EXERCISE OBJECTIVE: In the entries below, find each line with the word "bool" and pull it out.

Segment Start: EXTRACTED RECORDS

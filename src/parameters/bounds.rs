//! Parameter bounds implementation
//!
//! Box constraints for individual parameters and for a whole parameter
//! vector. The Levenberg-Marquardt solver keeps iterates feasible by
//! projecting every trial point onto the box and by freezing parameters that
//! sit on a bound while the gradient pushes them outward.

use crate::error::{Result, SpecParamError};
use ndarray::Array1;
use std::f64::{INFINITY, NEG_INFINITY};

/// Represents the bounds constraints on a parameter
#[derive(Debug, Clone, Copy, PartialEq)]
pub struct Bounds {
    /// Minimum allowed value for the parameter
    pub min: f64,

    /// Maximum allowed value for the parameter
    pub max: f64,
}

impl Default for Bounds {
    fn default() -> Self {
        Self {
            min: NEG_INFINITY,
            max: INFINITY,
        }
    }
}

impl Bounds {
    /// Create a new bounds constraint with min and max values
    ///
    /// # Examples
    ///
    /// ```
    /// use specparam_rs::parameters::Bounds;
    ///
    /// let bounds = Bounds::new(0.0, 10.0).unwrap();
    /// assert_eq!(bounds.min, 0.0);
    /// assert_eq!(bounds.max, 10.0);
    /// assert!(Bounds::new(1.0, 0.0).is_err());
    /// ```
    pub fn new(min: f64, max: f64) -> Result<Self> {
        if min.is_nan() || max.is_nan() || min > max {
            return Err(SpecParamError::InvalidInput(format!(
                "Invalid bounds: min ({}) must not exceed max ({})",
                min, max
            )));
        }

        Ok(Self { min, max })
    }

    /// Create an unbounded constraint (negative infinity to positive infinity)
    pub fn unbounded() -> Self {
        Self::default()
    }

    /// Create a bounds constraint with only a minimum value
    pub fn min_only(min: f64) -> Self {
        Self { min, max: INFINITY }
    }

    /// Check if a value is within the bounds
    pub fn is_within_bounds(&self, value: f64) -> bool {
        value >= self.min && value <= self.max
    }

    /// Clamp a value to be within the bounds
    pub fn clamp(&self, value: f64) -> f64 {
        value.clamp(self.min, self.max)
    }
}

/// Bounds for every entry of a parameter vector.
#[derive(Debug, Clone, PartialEq)]
pub struct ParameterBounds {
    bounds: Vec<Bounds>,
}

impl ParameterBounds {
    /// Unbounded box for `n` parameters.
    pub fn unbounded(n: usize) -> Self {
        Self {
            bounds: vec![Bounds::unbounded(); n],
        }
    }

    /// Build from per-parameter bounds.
    pub fn from_vec(bounds: Vec<Bounds>) -> Self {
        Self { bounds }
    }

    /// Number of parameters covered.
    pub fn len(&self) -> usize {
        self.bounds.len()
    }

    /// Whether the box covers no parameters.
    pub fn is_empty(&self) -> bool {
        self.bounds.is_empty()
    }

    /// Bounds of parameter `i`.
    pub fn get(&self, i: usize) -> Option<&Bounds> {
        self.bounds.get(i)
    }

    /// Project a parameter vector onto the box.
    pub fn project(&self, params: &Array1<f64>) -> Array1<f64> {
        params
            .iter()
            .zip(self.bounds.iter())
            .map(|(&p, b)| b.clamp(p))
            .collect()
    }

    /// Whether every parameter lies inside its bounds.
    pub fn contains(&self, params: &Array1<f64>) -> bool {
        params.len() == self.bounds.len()
            && params
                .iter()
                .zip(self.bounds.iter())
                .all(|(&p, b)| b.is_within_bounds(p))
    }

    /// Parameters pinned on a bound with the descent direction `-gradient`
    /// pointing out of the box.
    pub fn active_set(&self, params: &Array1<f64>, gradient: &Array1<f64>) -> Vec<bool> {
        params
            .iter()
            .zip(gradient.iter())
            .zip(self.bounds.iter())
            .map(|((&p, &g), b)| (p <= b.min && g > 0.0) || (p >= b.max && g < 0.0))
            .collect()
    }
}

Segment End: EXTRACTED RECORDS

REPLY:
    pub fn is_within_bounds(&self, value: f64) -> bool {
    pub fn is_empty(&self) -> bool {
    pub fn contains(&self, params: &Array1<f64>) -> bool {
    pub fn active_set(&self, params: &Array1<f64>, gradient: &Array1<f64>) -> Vec<bool> {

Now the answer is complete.